Editor's note: Danny Cevallos is a CNN legal analyst, criminal defense attorney and partner at Cevallos & Wong, practicing in Pennsylvania and the U.S. Virgin Islands. Follow him on Twitter: @CevallosLaw. This article was adapted from a commentary that first appeared in April. The opinions expressed in this commentary are solely those of the author.
(CNN) -- On Wednesday, the U.S. Supreme Court issued its unanimous ruling in two cases testing the authority of police to conduct a warrantless search of an arrested person's cell phone, holding that police generally must obtain a warrant before searching the cell phone of someone they arrest.
For the most part, the justices' rulings in cases dealing with the Fourth Amendment go largely unnoticed by the public, but the court has reminded us in this opinion that modern technology is subject to the same original privacy rights that flow from the Constitution.
Most citizens are not interested in these cases the way they are in issues like same-sex marriage or gun control. On the whole, Americans don't worry too much about search-and-seizure issues because they think these cases don't apply to them.
"Those cases only apply to criminals."
"I'm not planning on getting arrested."
"I have nothing to hide."
The sentiment is understandable. Most of these cases involve application of the "exclusionary rule" to throw out evidence like guns or drugs, based on the way it was seized.
But this does not mean that only criminal defendants have an interest here. The rest of us should pay attention for two reasons. First, most people don't realize how easy it is for the police to arrest a person and seize his or her property. Second, our private information is no longer on a piece of paper in a safe. It's in the form of data, and it's on our person, or in that thing they call the "cloud." If police can access your cell phone without a warrant, they can access your entire life.
Don't believe me? What's in your cell phone right now? Is there anything you wouldn't want a stranger swiping through? How about the apps on your phone? Do you do any banking or other transactions on there? Cell phones not only contain data -- they are now becoming a portal beyond the device itself, into a third-party world, whether that's your health information, your finances, or anything else out there in the cloud.
And if you're like most people, you're not immune to arrest. Police can potentially arrest you for minor infractions like littering, jaywalking, and traffic offenses. And just because they arrest you, should they be able to swipe through your pictures and text messages? Police can search containers on your person without a warrant if they contain evidence that might be destroyed, or a potential weapon. Unless you can throw your iPhone like a ninja shuriken, it's probably not much of a weapon.
The two cases decided Wednesday by the Supreme Court involved somewhat different factual situations.
In Riley v. California, the case involved a stop for a traffic violation, which led to David Riley's arrest on weapons charges. An officer performed a "search incident to arrest" (one conducted without a warrant) and accessed information on a phone in Riley's pocket. He saw on the phone the repeated use of gang terminology. A later search at the station of the phone's digital contents led to Riley being charged in a gang shooting.
The United States v.
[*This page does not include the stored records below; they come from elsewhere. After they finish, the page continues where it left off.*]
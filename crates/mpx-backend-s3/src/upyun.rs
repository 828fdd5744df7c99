// SPDX-License-Identifier: MIT OR Apache-2.0
//! Upyun USS backend.
//!
//! Upyun's REST API predates S3 compatibility: Basic auth against
//! `v0.api.upyun.com`, and a tab-separated line format for listings.

use crate::{DeleteOutcome, ObjectEntry, ObjectOps, ObjectPage, send_with_progress};
use async_trait::async_trait;
use base64::Engine as _;
use base64::engine::general_purpose::STANDARD as BASE64;
use mpx_backend::{
    Backend, Probe, UploadRequest, ValidationReport, map_reqwest_err, shared_client, status_error,
};
use mpx_config::{BackendConfig, UpyunParams, UserConfig};
use mpx_core::{BackendId, UploadResult};
use mpx_error::UploadError;
use mpx_progress::TransferReporter;
use std::collections::BTreeMap;
use std::sync::{Arc, Mutex};
use std::time::Instant;
use uuid::Uuid;

const DEFAULT_ENDPOINT: &str = "https://v0.api.upyun.com";

/// Upyun storage backend.
#[derive(Debug)]
pub struct UpyunBackend {
    params: UpyunParams,
    client: reqwest::Client,
    endpoint_override: Option<String>,
}

impl UpyunBackend {
    /// Build from the config snapshot.
    pub fn from_config(config: &UserConfig) -> Result<Self, UploadError> {
        let params = match config.backend(BackendId::Upyun) {
            Some(BackendConfig::Upyun(p)) => p.clone(),
            _ => return Err(UploadError::NoConfiguredBackend),
        };
        Ok(Self {
            params,
            client: shared_client().clone(),
            endpoint_override: None,
        })
    }

    /// Point the backend at a different endpoint; used by tests.
    pub fn with_endpoint(mut self, endpoint: impl Into<String>) -> Self {
        self.endpoint_override = Some(endpoint.into());
        self
    }

    fn endpoint(&self) -> String {
        self.endpoint_override
            .clone()
            .unwrap_or_else(|| DEFAULT_ENDPOINT.to_string())
    }

    fn auth_header(&self) -> String {
        let token = BASE64.encode(format!(
            "{}:{}",
            self.params.operator, self.params.password
        ));
        format!("Basic {token}")
    }

    fn object_key(&self, file_name: &str) -> String {
        let ext = std::path::Path::new(file_name)
            .extension()
            .map(|e| e.to_string_lossy().to_lowercase())
            .unwrap_or_else(|| "bin".into());
        let mut prefix = self.params.path_prefix.trim_matches('/').to_string();
        if !prefix.is_empty() {
            prefix.push('/');
        }
        format!("{prefix}{}.{ext}", Uuid::new_v4().simple())
    }

    fn url_for(&self, key: &str) -> String {
        let domain = self.params.domain.trim_end_matches('/');
        if domain.starts_with("http") {
            format!("{domain}/{key}")
        } else {
            format!("https://{domain}/{key}")
        }
    }

    fn object_url(&self, key: &str) -> String {
        format!("{}/{}/{}", self.endpoint(), self.params.bucket, key)
    }
}

#[async_trait]
impl Backend for UpyunBackend {
    fn id(&self) -> BackendId {
        BackendId::Upyun
    }

    fn validate(&self) -> ValidationReport {
        let mut errors = Vec::new();
        if self.params.operator.is_empty() {
            errors.push("upyun config is missing operator".into());
        }
        if self.params.password.is_empty() {
            errors.push("upyun config is missing password".into());
        }
        if self.params.bucket.is_empty() {
            errors.push("upyun config is missing bucket".into());
        }
        if self.params.domain.is_empty() {
            errors.push("upyun config is missing domain".into());
        }
        if errors.is_empty() {
            ValidationReport::ok()
        } else {
            ValidationReport::fail(errors)
        }
    }

    async fn test_connection(&self) -> Result<Probe, UploadError> {
        let started = Instant::now();
        let url = format!("{}/{}/?usage", self.endpoint(), self.params.bucket);
        let send = self
            .client
            .get(url)
            .header(reqwest::header::AUTHORIZATION, self.auth_header())
            .send();
        let resp = tokio::time::timeout(mpx_backend::PROBE_TIMEOUT, send)
            .await
            .map_err(|_| UploadError::Timeout {
                stage: mpx_error::TimeoutStage::Request,
            })?
            .map_err(|e| map_reqwest_err(BackendId::Upyun, e))?;
        let status = resp.status();
        if !status.is_success() {
            let body = resp.text().await.unwrap_or_default();
            return Err(status_error(BackendId::Upyun, status, &body, false));
        }
        Ok(Probe {
            latency_ms: started.elapsed().as_millis() as u64,
        })
    }

    async fn upload(&self, req: UploadRequest) -> Result<UploadResult, UploadError> {
        req.cancel.check()?;
        let data = req.read_file().await?;
        let size = data.len() as u64;
        let key = self.object_key(&req.file_name);

        let reporter = Arc::new(Mutex::new(TransferReporter::start(req.sink.clone(), size)));
        let builder = self
            .client
            .put(self.object_url(&key))
            .header(reqwest::header::AUTHORIZATION, self.auth_header())
            .header(reqwest::header::CONTENT_TYPE, req.content_type())
            .header("x-upyun-meta-filename", req.file_name.clone());

        let resp = send_with_progress(
            BackendId::Upyun,
            builder,
            data,
            Arc::clone(&reporter),
            &req.cancel,
        )
        .await?;
        let status = resp.status();
        if !status.is_success() {
            let body = resp.text().await.unwrap_or_default();
            return Err(status_error(BackendId::Upyun, status, &body, false));
        }
        if let Ok(mut rep) = reporter.lock() {
            rep.finish();
        }

        Ok(UploadResult {
            backend_id: BackendId::Upyun,
            file_key: key.clone(),
            url: self.url_for(&key),
            size_bytes: size,
            width: None,
            height: None,
            metadata: BTreeMap::new(),
        })
    }

    fn public_url(&self, result: &UploadResult) -> String {
        self.url_for(&result.file_key)
    }
}

#[async_trait]
impl ObjectOps for UpyunBackend {
    async fn list_objects(
        &self,
        prefix: &str,
        max_keys: u32,
        continuation_token: Option<&str>,
    ) -> Result<ObjectPage, UploadError> {
        let dir = prefix.trim_matches('/');
        let url = format!("{}/{}/{dir}/", self.endpoint(), self.params.bucket);
        let mut builder = self
            .client
            .get(url)
            .header(reqwest::header::AUTHORIZATION, self.auth_header())
            .header("x-list-limit", max_keys.to_string());
        if let Some(iter) = continuation_token {
            builder = builder.header("x-list-iter", iter.to_string());
        }
        let resp = builder
            .send()
            .await
            .map_err(|e| map_reqwest_err(BackendId::Upyun, e))?;
        let status = resp.status();
        let next_token = resp
            .headers()
            .get("x-upyun-list-iter")
            .and_then(|v| v.to_str().ok())
            .filter(|v| *v != "g2gCZAAEbmV4dGQAA2VvZg")
            .map(String::from);
        let body = resp
            .text()
            .await
            .map_err(|e| map_reqwest_err(BackendId::Upyun, e))?;
        if !status.is_success() {
            return Err(status_error(BackendId::Upyun, status, &body, false));
        }

        // Each line: name \t type(N|F) \t size \t mtime
        let mut page = ObjectPage {
            next_token,
            ..ObjectPage::default()
        };
        for line in body.lines().filter(|l| !l.is_empty()) {
            let mut cols = line.split('\t');
            let (Some(name), kind, size, mtime) =
                (cols.next(), cols.next(), cols.next(), cols.next())
            else {
                continue;
            };
            let full = if dir.is_empty() {
                name.to_string()
            } else {
                format!("{dir}/{name}")
            };
            if kind == Some("F") {
                page.common_prefixes.push(format!("{full}/"));
            } else {
                page.entries.push(ObjectEntry {
                    key: full,
                    size: size.and_then(|s| s.parse().ok()).unwrap_or(0),
                    last_modified: mtime.unwrap_or_default().to_string(),
                    etag: None,
                });
            }
        }
        Ok(page)
    }

    async fn delete_objects(&self, keys: &[String]) -> Result<DeleteOutcome, UploadError> {
        let mut outcome = DeleteOutcome::default();
        for key in keys {
            let resp = self
                .client
                .delete(self.object_url(key))
                .header(reqwest::header::AUTHORIZATION, self.auth_header())
                .send()
                .await
                .map_err(|e| map_reqwest_err(BackendId::Upyun, e))?;
            let status = resp.status();
            if status.is_success() || status.as_u16() == 404 {
                outcome.deleted.push(key.clone());
            } else {
                let body = resp.text().await.unwrap_or_default();
                outcome.failed.push((
                    key.clone(),
                    status_error(BackendId::Upyun, status, &body, false).to_string(),
                ));
            }
        }
        Ok(outcome)
    }
}

#[cfg(test)]
mod tests {
    use super::*;

    fn backend() -> UpyunBackend {
        let mut config = UserConfig::default();
        config.backends.insert(
            BackendId::Upyun,
            BackendConfig::Upyun(UpyunParams {
                operator: "op".into(),
                password: "pw".into(),
                bucket: "imgs".into(),
                domain: "imgs.test.upcdn.net".into(),
                path_prefix: "pics".into(),
                enabled: true,
            }),
        );
        UpyunBackend::from_config(&config).unwrap()
    }

    #[test]
    fn auth_header_is_basic_base64() {
        assert_eq!(
            backend().auth_header(),
            format!("Basic {}", BASE64.encode("op:pw"))
        );
    }

    #[test]
    fn urls_use_the_bound_domain() {
        let b = backend();
        assert_eq!(
            b.url_for("pics/x.png"),
            "https://imgs.test.upcdn.net/pics/x.png"
        );
        assert!(b.object_url("pics/x.png").ends_with("/imgs/pics/x.png"));
    }

    #[test]
    fn validation_lists_every_missing_field() {
        let mut config = UserConfig::default();
        config.backends.insert(
            BackendId::Upyun,
            BackendConfig::Upyun(UpyunParams::default()),
        );
        let report = UpyunBackend::from_config(&config).unwrap().validate();
        assert!(!report.valid);
        assert_eq!(report.errors.len(), 4);
    }
}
Wurie case involved an arrest after police observed Brima Wurie engage in a drug sale. As in Riley, the officers seized a cell phone and noticed on the screen that the phone was receiving multiple calls from "my house." The officers opened the phone, traced the "my house" number to an apartment, obtained a search warrant and found drugs, a firearm and other bad stuff.
In deciding these two appeals, the Supreme Court ruled that the police generally may not, absent a warrant, search digital information on a mobile phone seized from an arrestee.
Officers may still examine the physical aspects of a cell phone to ensure that it will not be used as a weapon -- which is a definite possibility due to modern criminal ingenuity. But the Supreme Court has now announced that absent certain urgent circumstances, the actual data on a phone is never physically dangerous. You can't throw an emoji at anyone, or stab someone with a Snapchat. Citizens enjoy more substantial privacy interests when digital data is involved, says the court.
The Supreme Court ruling in the Riley case says American jurisprudence has "recognized that the Fourth Amendment was the founding generation's response to the reviled 'general warrants' and 'writs of assistance' of the colonial era, which allowed British officers to rummage through homes in an unrestrained search for evidence of criminal activity. Opposition to such searches was in fact one of the driving forces behind the Revolution itself."